■ The task
From the entries below, transcribe exactly the lines between the line holding "wait for it." and the line holding "stage cannot be", inclusive; skip all other lines.

■ Source information
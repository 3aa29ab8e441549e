//! State machine for `if` / `then` / `else` / `fi` statements typed over
//! several lines.

use crate::error::ShellError;
use crate::lexer::Keyword;

/// Raw command lines collected for one branch of a conditional.
#[derive(Debug, Default, Clone, PartialEq, Eq)]
pub struct Block {
    lines: Vec<String>,
}

impl Block {
    pub fn push(&mut self, line: impl Into<String>) {
        self.lines.push(line.into());
    }

    pub fn lines(&self) -> &[String] {
        &self.lines
    }

    pub fn len(&self) -> usize {
        self.lines.len()
    }

    pub fn is_empty(&self) -> bool {
        self.lines.is_empty()
    }
}

/// A closed conditional, ready to be executed.
#[derive(Debug, Clone, PartialEq, Eq)]
pub struct Conditional {
    pub condition: Block,
    pub then_branch: Block,
    pub else_branch: Option<Block>,
}

/// The statement being composed.
///
/// Each collecting state owns the blocks opened so far, so an `else` block
/// without a `then` block cannot be expressed.
#[derive(Debug, Default, Clone, PartialEq, Eq)]
pub enum Context {
    #[default]
    Default,
    CollectingIf(Block),
    CollectingThen(Block, Block),
    CollectingElse(Block, Block, Block),
}

impl Context {
    /// Whether a conditional is open, i.e. lines are being collected.
    pub fn is_collecting(&self) -> bool {
        !matches!(self, Context::Default)
    }

    /// Name of the block currently receiving lines.
    pub fn pending_block(&self) -> Option<&'static str> {
        match self {
            Context::Default => None,
            Context::CollectingIf(_) => Some("if"),
            Context::CollectingThen(..) => Some("then"),
            Context::CollectingElse(..) => Some("else"),
        }
    }

    /// Append a raw line to the open block.
    ///
    /// Returns `false`, leaving the context untouched, when no block is open.
    pub fn append(&mut self, line: &str) -> bool {
        let block = match self {
            Context::Default => return false,
            Context::CollectingIf(condition) => condition,
            Context::CollectingThen(_, then_branch) => then_branch,
            Context::CollectingElse(_, _, else_branch) => else_branch,
        };
        block.push(line);
        true
    }

    /// Apply a control keyword.
    ///
    /// `fi` closes the statement: the collected blocks are handed back and the
    /// context returns to [`Context::Default`]. A keyword with no transition
    /// from the current state discards everything collected, also leaving the
    /// context in [`Context::Default`].
    pub fn advance(&mut self, keyword: Keyword) -> Result<Option<Conditional>, ShellError> {
        let state = std::mem::take(self);
        match (state, keyword) {
            (Context::Default, Keyword::If) => {
                *self = Context::CollectingIf(Block::default());
                Ok(None)
            }
            (Context::CollectingIf(condition), Keyword::Then) if !condition.is_empty() => {
                *self = Context::CollectingThen(condition, Block::default());
                Ok(None)
            }
            (Context::CollectingThen(condition, then_branch), Keyword::Else)
                if !then_branch.is_empty() =>
            {
                *self = Context::CollectingElse(condition, then_branch, Block::default());
                Ok(None)
            }
            (Context::CollectingThen(condition, then_branch), Keyword::Fi) => Ok(Some(Conditional {
                condition,
                then_branch,
                else_branch: None,
            })),
            (Context::CollectingElse(condition, then_branch, else_branch), Keyword::Fi) => {
                Ok(Some(Conditional {
                    condition,
                    then_branch,
                    else_branch: Some(else_branch),
                }))
            }
            (state, keyword) => Err(ShellError::Syntax {
                keyword,
                expected: state.expectation(),
            }),
        }
    }

    /// Drop any collected blocks.
    pub fn reset(&mut self) {
        *self = Context::Default;
    }

    fn expectation(&self) -> &'static str {
        match self {
            Context::Default => "no `if` is open",
            Context::CollectingIf(condition) if condition.is_empty() => {
                "expected a command after `if`"
            }
            Context::CollectingIf(_) => "expected a command or `then`",
            Context::CollectingThen(_, then_branch) if then_branch.is_empty() => {
                "expected a command or `fi` after `then`"
            }
            Context::CollectingThen(..) => "expected a command, `else` or `fi`",
            Context::CollectingElse(..) => "expected a command or `fi`",
        }
    }
}
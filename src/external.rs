//! Launching commands and pipelines as child processes.

use crate::command::{self, COMMAND_NOT_FOUND, ExitCode, NOT_EXECUTABLE};
use crate::env::Environment;
use crate::error::ShellError;
use crate::parser::{Command, Pipeline};
use std::borrow::Cow;
use std::collections::VecDeque;
use std::ffi::OsStr;
use std::io::ErrorKind;
use std::os::unix::process::CommandExt;
use std::path::{Path, PathBuf};
use std::process::{Child, Stdio};

/// Handle to a launched stage.
///
/// A stage whose program cannot be located or executed never gets a process;
/// its launch error has already been reported and it carries the status the
/// process would have exited with.
#[derive(Debug)]
pub enum Process {
    Running { program: String, child: Child },
    Failed(ExitCode),
}

impl Process {
    /// Block until the stage terminates and return its exit code.
    pub fn wait(self) -> Result<ExitCode, ShellError> {
        match self {
            Process::Running { program, mut child } => child
                .wait()
                .map(command::exit_code)
                .map_err(|source| ShellError::Wait { program, source }),
            Process::Failed(code) => Ok(code),
        }
    }
}

/// Start `command` as a child process.
///
/// The child's standard input and output are rewired to the command's
/// endpoints, if any, before its image is replaced; otherwise they are
/// inherited. The parent's copies of the endpoints are closed before this
/// function returns, so they stay open only inside the child.
///
/// An unknown program yields [`Process::Failed`] with status 127 and a
/// program that exists but cannot be executed yields status 126; both are
/// reported on stderr and are not errors for the caller.
///
/// # Errors
/// [`ShellError::Spawn`] when the process could not be created for lack of
/// resources.
pub fn launch(mut command: Command, env: &Environment) -> Result<Process, ShellError> {
    let (stdin, stdout) = command.take_endpoints();
    let program = command.program();

    let search_paths = env.get_var("PATH").unwrap_or_default();
    let Some(executable) = find_command_path(OsStr::new(&search_paths), Path::new(program))
    else {
        eprintln!("tinysh: {program}: command not found");
        return Ok(Process::Failed(COMMAND_NOT_FOUND));
    };

    let mut cmd = std::process::Command::new(executable.as_ref());
    cmd.arg0(program)
        .args(command.args())
        .envs(env.vars.iter().map(|(k, v)| (k.as_str(), v.as_str())))
        .current_dir(&env.current_dir);
    if let Some(endpoint) = stdin {
        cmd.stdin(Stdio::from(endpoint));
    }
    if let Some(endpoint) = stdout {
        cmd.stdout(Stdio::from(endpoint));
    }

    // `cmd` owns the endpoints; dropping it at return closes the parent's copies.
    match cmd.spawn() {
        Ok(child) => Ok(Process::Running {
            program: program.to_string(),
            child,
        }),
        Err(source) if is_resource_exhaustion(&source) => Err(ShellError::Spawn {
            program: program.to_string(),
            source,
        }),
        Err(source) if !env.current_dir.is_dir() => {
            eprintln!(
                "tinysh: {program}: cannot enter {}: {source}",
                env.current_dir.display()
            );
            Ok(Process::Failed(NOT_EXECUTABLE))
        }
        Err(source) if source.kind() == ErrorKind::NotFound && !executable.exists() => {
            eprintln!("tinysh: {program}: command not found");
            Ok(Process::Failed(COMMAND_NOT_FOUND))
        }
        Err(source) => {
            eprintln!("tinysh: {program}: {source}");
            Ok(Process::Failed(NOT_EXECUTABLE))
        }
    }
}

/// Launch a single command and wait for it.
pub fn run(command: Command, env: &Environment) -> Result<ExitCode, ShellError> {
    launch(command, env)?.wait()
}

/// Launch every stage of `pipeline`, then wait for all of them.
///
/// All stages run concurrently; the wait for every child is the only join
/// point. The returned status is the last stage's. If a stage cannot be
/// created, the endpoints of the stages not yet launched are closed and every
/// child already started is still waited for before the error is returned.
pub fn launch_pipeline(pipeline: Pipeline, env: &Environment) -> Result<ExitCode, ShellError> {
    launch_pipeline_with(pipeline, env, launch)
}

/// [`launch_pipeline`] with a custom per-stage launcher.
///
/// `launch_stage` receives each stage in order and owns its endpoints.
pub fn launch_pipeline_with<F>(
    pipeline: Pipeline,
    env: &Environment,
    mut launch_stage: F,
) -> Result<ExitCode, ShellError>
where
    F: FnMut(Command, &Environment) -> Result<Process, ShellError>,
{
    let mut pending: VecDeque<Command> = pipeline.into_stages().into();
    let mut processes = Vec::with_capacity(pending.len());

    while let Some(stage) = pending.pop_front() {
        match launch_stage(stage, env) {
            Ok(process) => processes.push(process),
            Err(err) => {
                // Unlaunched stages may hold the read end a running child writes to.
                pending.clear();
                if let Err(wait_err) = wait_all(processes) {
                    eprintln!("tinysh: {wait_err}");
                }
                return Err(err);
            }
        }
    }

    wait_all(processes)
}

/// Wait for every process, even after one of the waits failed.
///
/// Returns the last process's status, or the first wait error.
fn wait_all(processes: Vec<Process>) -> Result<ExitCode, ShellError> {
    let mut status = Ok(command::SUCCESS);
    for process in processes {
        let result = process.wait();
        if status.is_ok() {
            status = result;
        }
    }
    status
}

fn is_resource_exhaustion(err: &std::io::Error) -> bool {
    matches!(err.kind(), ErrorKind::WouldBlock | ErrorKind::OutOfMemory)
}

/// Resolve a command path the way a typical shell would.
///
/// Behavior:
/// - Absolute path: returns it if it exists.
/// - Relative with multiple components (e.g., `bin/sh`): returns it if it exists.
/// - `./foo`: returns it if it exists.
/// - Single path component (no separators): search each directory in `search_paths` (PATH)
///   and return the first existing file.
/// - Empty path: returns `None`.
///
/// Returns either a borrowed reference to the provided `path` or an owned `PathBuf`
/// when the result is discovered via PATH lookup.
pub fn find_command_path<'a>(search_paths: &OsStr, path: &'a Path) -> Option<Cow<'a, Path>> {
    if path.is_absolute() {
        return find_by_path(path).map(Cow::Borrowed);
    }

    if path.starts_with("./") && path.exists() {
        return Some(Cow::Borrowed(path));
    }

    let mut components = path.components();
    let first = components.next();
    let second = components.next();
    match (first, second) {
        (None, None) => None,
        (Some(x), None) => find_in_path(search_paths, x.as_os_str()).map(Cow::Owned),
        _ => find_by_path(path).map(Cow::Borrowed),
    }
}

fn find_in_path(search_paths: &OsStr, cmd: &OsStr) -> Option<PathBuf> {
    std::env::split_paths(search_paths)
        .map(|dir| dir.join(cmd))
        .find(|candidate| candidate.is_file())
}

fn find_by_path(path: &Path) -> Option<&Path> {
    if path.exists() { Some(path) } else { None }
}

■ Exercise result
/// Launch a single command and wait for it.
pub fn run(command: Command, env: &Environment) -> Result<ExitCode, ShellError> {
    launch(command, env)?.wait()
}

/// Launch every stage of `pipeline`, then wait for all of them.
///
/// All stages run concurrently; the wait for every child is the only join
/// point. The returned status is the last stage's. If a stage cannot be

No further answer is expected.